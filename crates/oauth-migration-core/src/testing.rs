//! Legacy type archive and blob builders shared by the unit tests. The
//! archive mirrors `oldlib/provider-m6.json` at the repository root.

use std::collections::BTreeMap;
use std::sync::Arc;

use crate::authentication::{AuthorizationRequest, OAuth2Authentication};
use crate::record::{AccessTokenRecord, RefreshTokenRecord};
use crate::stream::{self, ObjectNode, StreamValue};
use crate::token::{AccessToken, DefaultOAuth2AccessToken, DefaultOAuth2RefreshToken, RefreshToken};
use crate::types::{current_type_table, CodecRegistry, TypeArchive, TypeDescriptor, TypeTable};

pub(crate) const LEGACY_AUTHENTICATION_CLASS: &str = "oauth2.provider.OAuth2Authentication";
pub(crate) const LEGACY_AUTHENTICATION_UID: i64 = 3_209_112_327_613_283_912;
pub(crate) const LEGACY_REQUEST_CLASS: &str = "oauth2.provider.AuthorizationRequest";
pub(crate) const LEGACY_REQUEST_UID: i64 = -1_452_436_117_395_046_592;
pub(crate) const LEGACY_USER_CLASS: &str =
    "security.authentication.UsernamePasswordAuthenticationToken";
pub(crate) const LEGACY_USER_UID: i64 = 300;
pub(crate) const LEGACY_AUTHORITY_CLASS: &str = "security.core.authority.GrantedAuthorityImpl";
pub(crate) const LEGACY_AUTHORITY_UID: i64 = 200;

pub(crate) fn legacy_archive() -> TypeArchive {
    TypeArchive {
        artifact: "spring-security-oauth2-1.0.0.M6".to_string(),
        types: vec![
            TypeDescriptor::new(LEGACY_AUTHENTICATION_CLASS, LEGACY_AUTHENTICATION_UID)
                .with_accessor("authorization_request", "clientAuthentication")
                .with_accessor("user_authentication", "userAuthentication"),
            TypeDescriptor::new(LEGACY_REQUEST_CLASS, LEGACY_REQUEST_UID)
                .with_accessor("parameters", "authorizationParameters")
                .with_accessor("authorities", "authorities")
                .with_accessor("resource_ids", "resourceIds")
                .with_accessor("approved", "approved")
                .with_accessor("redirect_uri", "requestedRedirect"),
            TypeDescriptor::new(LEGACY_USER_CLASS, LEGACY_USER_UID)
                .with_accessor("principal", "principal")
                .with_accessor("credentials", "credentials")
                .with_accessor("authorities", "authorities"),
            TypeDescriptor::new(LEGACY_AUTHORITY_CLASS, LEGACY_AUTHORITY_UID)
                .with_accessor("authority", "role"),
        ],
    }
}

pub(crate) fn registry() -> CodecRegistry {
    let shared = Arc::new(TypeTable::shared());
    let mut legacy = TypeTable::child("legacy", Arc::clone(&shared));
    legacy
        .define_archive(legacy_archive())
        .unwrap_or_else(|err| panic!("legacy archive: {err}"));
    let current = current_type_table(shared).unwrap_or_else(|err| panic!("current table: {err}"));
    CodecRegistry::new(Arc::new(legacy), Arc::new(current))
        .unwrap_or_else(|err| panic!("codec registry: {err}"))
}

pub(crate) fn legacy_authority(role: &str) -> ObjectNode {
    ObjectNode::new(LEGACY_AUTHORITY_CLASS, LEGACY_AUTHORITY_UID).with_field("role", StreamValue::str(role))
}

pub(crate) fn legacy_authentication_value(client_id: &str, user: Option<&str>) -> StreamValue {
    let parameters = BTreeMap::from([
        ("client_id".to_string(), client_id.to_string()),
        ("scope".to_string(), "read write".to_string()),
    ]);
    let request = ObjectNode::new(LEGACY_REQUEST_CLASS, LEGACY_REQUEST_UID)
        .with_field("authorizationParameters", StreamValue::string_map(&parameters))
        .with_field("authorities", StreamValue::List(vec![legacy_authority("ROLE_CLIENT").into()]))
        .with_field("resourceIds", StreamValue::Set(vec![StreamValue::str("api")]))
        .with_field("approved", StreamValue::Bool(true))
        .with_field("requestedRedirect", StreamValue::str("https://app.example/cb"));

    let user = user.map_or(StreamValue::Null, |name| {
        ObjectNode::new(LEGACY_USER_CLASS, LEGACY_USER_UID)
            .with_field("principal", StreamValue::str(name))
            .with_field("credentials", StreamValue::Null)
            .with_field("authorities", StreamValue::List(vec![legacy_authority("ROLE_USER").into()]))
            .into()
    });

    ObjectNode::new(LEGACY_AUTHENTICATION_CLASS, LEGACY_AUTHENTICATION_UID)
        .with_field("clientAuthentication", request.into())
        .with_field("userAuthentication", user)
        .into()
}

pub(crate) fn set_request_field(value: &mut StreamValue, field: &str, replacement: StreamValue) {
    let StreamValue::Object(root) = value else { panic!("legacy authentication is an object") };
    let Some(StreamValue::Object(request)) = root.fields.get_mut("clientAuthentication") else {
        panic!("legacy authentication has a request")
    };
    request.fields.insert(field.to_string(), replacement);
}

pub(crate) fn legacy_authentication(client_id: &str, user: Option<&str>) -> Vec<u8> {
    encode(&legacy_authentication_value(client_id, user))
}

pub(crate) fn current_authentication(client_id: &str) -> Vec<u8> {
    let request = AuthorizationRequest::new(BTreeMap::from([(
        "client_id".to_string(),
        client_id.to_string(),
    )]));
    encode(&OAuth2Authentication::new(request, None).to_stream())
}

pub(crate) fn access_token_blob(value: &str, refresh: Option<&str>) -> Vec<u8> {
    let mut token = DefaultOAuth2AccessToken::new(value);
    token.attach_refresh_token(
        refresh.map(|refresh| Box::new(DefaultOAuth2RefreshToken::new(refresh)) as Box<dyn RefreshToken>),
    );
    encode(&token.to_stream().unwrap_or_else(|err| panic!("access token stream: {err}")))
}

pub(crate) fn refresh_token_blob(value: &str) -> Vec<u8> {
    let token = DefaultOAuth2RefreshToken::new(value);
    encode(&token.to_stream().unwrap_or_else(|err| panic!("refresh token stream: {err}")))
}

pub(crate) fn access_record(token_id: &str, refresh: Option<&str>) -> AccessTokenRecord {
    AccessTokenRecord {
        token_id: token_id.to_string(),
        token: access_token_blob(token_id, refresh),
        authentication_id: Some(format!("auth-{token_id}")),
        user_name: Some("alice".to_string()),
        client_id: Some("mobile-app".to_string()),
        authentication: legacy_authentication("mobile-app", Some("alice")),
        refresh_token: refresh.map(str::to_string),
    }
}

pub(crate) fn refresh_record(token_id: &str) -> RefreshTokenRecord {
    RefreshTokenRecord {
        token_id: token_id.to_string(),
        token: refresh_token_blob(token_id),
        authentication: legacy_authentication("mobile-app", Some("alice")),
    }
}

fn encode(value: &StreamValue) -> Vec<u8> {
    stream::encode(value).unwrap_or_else(|err| panic!("encode: {err}"))
}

### ASSIGNED TASK:
Among the lines in the data above, find those containing "TypeTable" and give only how many there are.

### EXERCISE SOLUTION:
3